We went for a bit of a wander around Healdsburg, which is a very pretty tourist town full of interesting delis and expensive furniture and homeware stores, and some resort wear stores with classy jewellery and accessories. I admired a really different pair of brass and copper earrings, which Barry promptly bought me as an anniversary present.
Coincidentally, at exactly the time we took this trip to the Russian River winery region, I was in the middle of reading a Paul Erdman financial thriller called Zero Coupon, very appropriate both to our location and to the current financial mess the world is in. The plot includes various financial scams, betting against currencies by short selling, and a lot about high society in San Francisco . Presciently, it was published in 1993, with a protagonist who had been in Pleasanton Jail which is very nearby, who had been jailed for activities during the junk bond scams of the '80's. One blurb says "Erdman is to high finance what John Grisham is to law", a very good analogy.

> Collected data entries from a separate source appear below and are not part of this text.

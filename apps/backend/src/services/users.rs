use std::time::SystemTime;

use actix_web::http::StatusCode;
use sea_orm::ConnectionTrait;
use serde_json::{Map, Value};
use tracing::{error, info, warn};

use crate::auth::jwt::mint_access_token;
use crate::error::AppError;
use crate::repos::users::{self, User};
use crate::state::security_config::SecurityConfig;

/// Successful login: the matched user and a freshly minted token.
#[derive(Debug, Clone)]
pub struct LoginOutcome {
    pub user: User,
    pub token: String,
}

/// Store a registration document as-is.
pub async fn register(
    document: Map<String, Value>,
    conn: &(impl ConnectionTrait + Send + Sync),
) -> Result<User, AppError> {
    let user = users::register_user(conn, document).await.map_err(|e| {
        error!(error = %e, "user registration failed");
        AppError::store(StatusCode::INTERNAL_SERVER_ERROR, "Failed to create user", e)
    })?;

    info!(user_id = %user.id, "user registered");
    Ok(user)
}

/// Look up a user by exact username and password and issue a token over
/// `{id, username}`. No match is `AppError::InvalidCredentials`.
pub async fn login(
    username: &str,
    password: &str,
    now: SystemTime,
    security: &SecurityConfig,
    conn: &(impl ConnectionTrait + Send + Sync),
) -> Result<LoginOutcome, AppError> {
    let user = users::find_user_by_credentials(conn, username, password)
        .await
        .map_err(|e| {
            error!(error = %e, "login lookup failed");
            AppError::store(StatusCode::INTERNAL_SERVER_ERROR, "Failed to login", e)
        })?;

    let Some(user) = user else {
        warn!(username = %username, "login rejected: no matching user");
        return Err(AppError::invalid_credentials());
    };

    let token = mint_access_token(&user.identity(), now, security)?;

    info!(user_id = %user.id, "user logged in");
    Ok(LoginOutcome { user, token })
}
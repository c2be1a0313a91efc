use sea_orm::entity::prelude::*;
use serde::{Deserialize, Serialize};
use time::OffsetDateTime;

#[derive(Clone, Debug, PartialEq, DeriveEntityModel, Serialize, Deserialize)]
#[sea_orm(table_name = "quotes")]
pub struct Model {
    #[sea_orm(primary_key, auto_increment = false)]
    pub id: String,
    pub name: Option<String>,
    #[sea_orm(column_type = "Text", nullable)]
    pub quote: Option<String>,
    /// Full quote body; `name` and `quote` are mirrored into it
    #[sea_orm(column_type = "Json")]
    pub document: Json,
    #[sea_orm(column_name = "created_at")]
    pub created_at: OffsetDateTime,
    #[sea_orm(column_name = "updated_at")]
    pub updated_at: OffsetDateTime,
}

#[derive(Copy, Clone, Debug, EnumIter, DeriveRelation)]
pub enum Relation {}

impl ActiveModelBehavior for ActiveModel {}
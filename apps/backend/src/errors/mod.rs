//! Error handling shared below the HTTP layer.

pub mod domain;

pub use domain::{DomainError, InfraErrorKind};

Healdsburg was a major location in the book, as was the area of San Francisco we had recently visited on our Nob Hill walking tour. I just downloaded all the photos that were still in the camera's memory card to this new PC, but must have deleted all of the photos from this very interesting tour which covered the amazingly lavish buildings in the area. We heard about the robber barons and founders of San Franciso's real estate fortunes and other major figures' contributions to the landscape around Nob Hill, which only became habitable with the advent of the cable car to negotiate the very steep hills. Some of the non-wooden buildings survived both the earthquake, as there is a great deal of bedrock under their foundations, and the fire which swept uphill. There are a few grand mansions and hotels from that early period and many more recent, and the Grace Cathedral , rebuilt three times, is also well worth a look as is the Masonic Temple nearby. We were guided through some lavish features and interesting historical photo displays (lots of diplomats and movie stars!) in several hotels, but were too early to see the Tonga Room at the Fairmont in operation, where apparently there is a simulated thunderstorm that rains around the band playing on an island in the middle of an indoor pool .

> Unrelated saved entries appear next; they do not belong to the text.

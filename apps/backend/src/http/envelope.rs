//! JSON envelope shared by every response body.
//!
//! `{ "ok": bool, "message": string }` plus optional `data`, `token` and
//! `error` members, which are omitted when absent.

use actix_web::http::StatusCode;
use actix_web::HttpResponse;
use serde::Serialize;
use serde_json::Value;

#[derive(Debug, Clone, Serialize, PartialEq)]
pub struct ApiResponse {
    pub ok: bool,
    pub message: String,
    #[serde(skip_serializing_if = "Option::is_none")]
    pub data: Option<Value>,
    #[serde(skip_serializing_if = "Option::is_none")]
    pub token: Option<String>,
    #[serde(skip_serializing_if = "Option::is_none")]
    pub error: Option<String>,
}

impl ApiResponse {
    pub fn success(message: impl Into<String>) -> Self {
        Self {
            ok: true,
            message: message.into(),
            data: None,
            token: None,
            error: None,
        }
    }

    pub fn failure(message: impl Into<String>) -> Self {
        Self {
            ok: false,
            ..Self::success(message)
        }
    }

    pub fn with_data(mut self, data: Value) -> Self {
        self.data = Some(data);
        self
    }

    pub fn with_token(mut self, token: String) -> Self {
        self.token = Some(token);
        self
    }

    pub fn with_error(mut self, error: Option<String>) -> Self {
        self.error = error;
        self
    }

    /// Render with the given status.
    pub fn respond(self, status: StatusCode) -> HttpResponse {
        HttpResponse::build(status).json(self)
    }
}

#[cfg(test)]
mod tests {
    use serde_json::json;

    use super::*;

    #[test]
    fn test_optional_members_are_omitted() {
        let body = serde_json::to_value(ApiResponse::success("Successfully Added quote")).unwrap();
        assert_eq!(body, json!({"ok": true, "message": "Successfully Added quote"}));
    }

    #[test]
    fn test_failure_carries_error() {
        let body = serde_json::to_value(
            ApiResponse::failure("Failed to fetch quotes").with_error(Some("boom".into())),
        )
        .unwrap();
        assert_eq!(
            body,
            json!({"ok": false, "message": "Failed to fetch quotes", "error": "boom"})
        );
    }

    #[test]
    fn test_login_shape() {
        let body = serde_json::to_value(
            ApiResponse::success("Successfully login")
                .with_data(json!({"username": "luke"}))
                .with_token("abc".into()),
        )
        .unwrap();
        assert_eq!(body["data"]["username"], "luke");
        assert_eq!(body["token"], "abc");
        assert!(body.get("error").is_none());
    }
}
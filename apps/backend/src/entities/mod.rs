pub mod quotes;
pub mod users;

pub use quotes::Entity as Quotes;
pub use quotes::Model as Quote;
pub use users::Entity as Users;
pub use users::Model as User;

We had ended the tour in the Top of the Mark bar atop the Hotel, and the only shots I still have are some of the views from the windows of the bar, which opened at 5. Until then , the elevators don't run to the top floor, so quite a crowd builds up waiting to get up there. Excellent cocktails!

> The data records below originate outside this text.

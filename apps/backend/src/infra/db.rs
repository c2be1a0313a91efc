use std::time::Duration;

use migration::{migrate, MigrationCommand};
use sea_orm::{ConnectOptions, ConnectionTrait, Database, DatabaseConnection};
use tracing::info;

use crate::error::AppError;

/// In-memory SQLite lives and dies with its single connection.
fn is_sqlite_memory(url: &str) -> bool {
    url.starts_with("sqlite:") && url.contains(":memory:")
}

fn connect_options(url: &str) -> ConnectOptions {
    let mut options = ConnectOptions::new(url.to_owned());
    options.sqlx_logging(false);

    if is_sqlite_memory(url) {
        options
            .max_connections(1)
            .min_connections(1)
            .idle_timeout(Duration::from_secs(24 * 60 * 60));
    }

    options
}

/// Open a connection pool. This function does NOT run any migrations.
pub async fn connect_db(url: &str) -> Result<DatabaseConnection, AppError> {
    Database::connect(connect_options(url))
        .await
        .map_err(|e| AppError::db_unavailable(format!("failed to connect: {e}")))
}

/// Connect and bring the schema up to date.
pub async fn bootstrap_db(url: &str) -> Result<DatabaseConnection, AppError> {
    let conn = connect_db(url).await?;

    migrate(&conn, MigrationCommand::Up)
        .await
        .map_err(|e| AppError::internal(format!("migration failed: {e}")))?;

    info!(backend = ?conn.get_database_backend(), "database ready");
    Ok(conn)
}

Just to complete the winery visits, our third trip was to the Napa Valley, this time with Herzonia as well as Alex and Juanita, and in two cars rather than one to enable the Saragozas to go on to a special function for wine club members at Casa Ceja while the three of us returned to Berkeley after lunch. This time we took the Silverado Trail. For the wine lovers amongst you who would like to taste as well as read about the delights of the Californian wine trails, you can Google any of these regions and wineries and find out where you can buy their products. Once again, Alex had chosen his vineyards carefully. One of them, Clos du Val, even owns the Taltarni winery here in Victoria - the owner had recognized the terrain here as closely resembling that of the area producing so successfully there and had established Taltarni more than a decade before. Again we were impressed by how knowledgeable and helpful most of the cellar door staff were, and how interested they were in what is happening in Australia and New Zealand. Many of them had travelled here, and those who hadn't yet wanted to get over to Australia and try our wines, especially the smaller labels that don't export so much. More of Herzonia's visit later, meanwhile, see the picture of her with Barry, Alex and Juanita. They knew each other from many years ago, when Alex and Juanita rented a house during his sabbatical leave about halfway between Herzonia's apartment and the one we rent in Coyoacan, in Mexico City, in a gorgeous little lane called Callejon del Toro, marked by a the ceramic head of a bull in Talavera style above a doorway on the corner. Another case of considerably fewer than six degrees of separation! Juanita had recalled that Herzonia likes dried cranberries, so I had got in a stock before she arrived for general nibbles and to supplement the breakfast muesli.


Friday 7 November 2008

Family Visit to Berkeley






Last weekend Ben and Lissy and her parents, Barbara and Bernard, came to visit us in Berkeley. Barbara and Bernard arrived on Thursday at lunchtime, and the kids arrived on Friday night, and they all left at various times on Sunday, so we enjoyed a very short but very sweet visit.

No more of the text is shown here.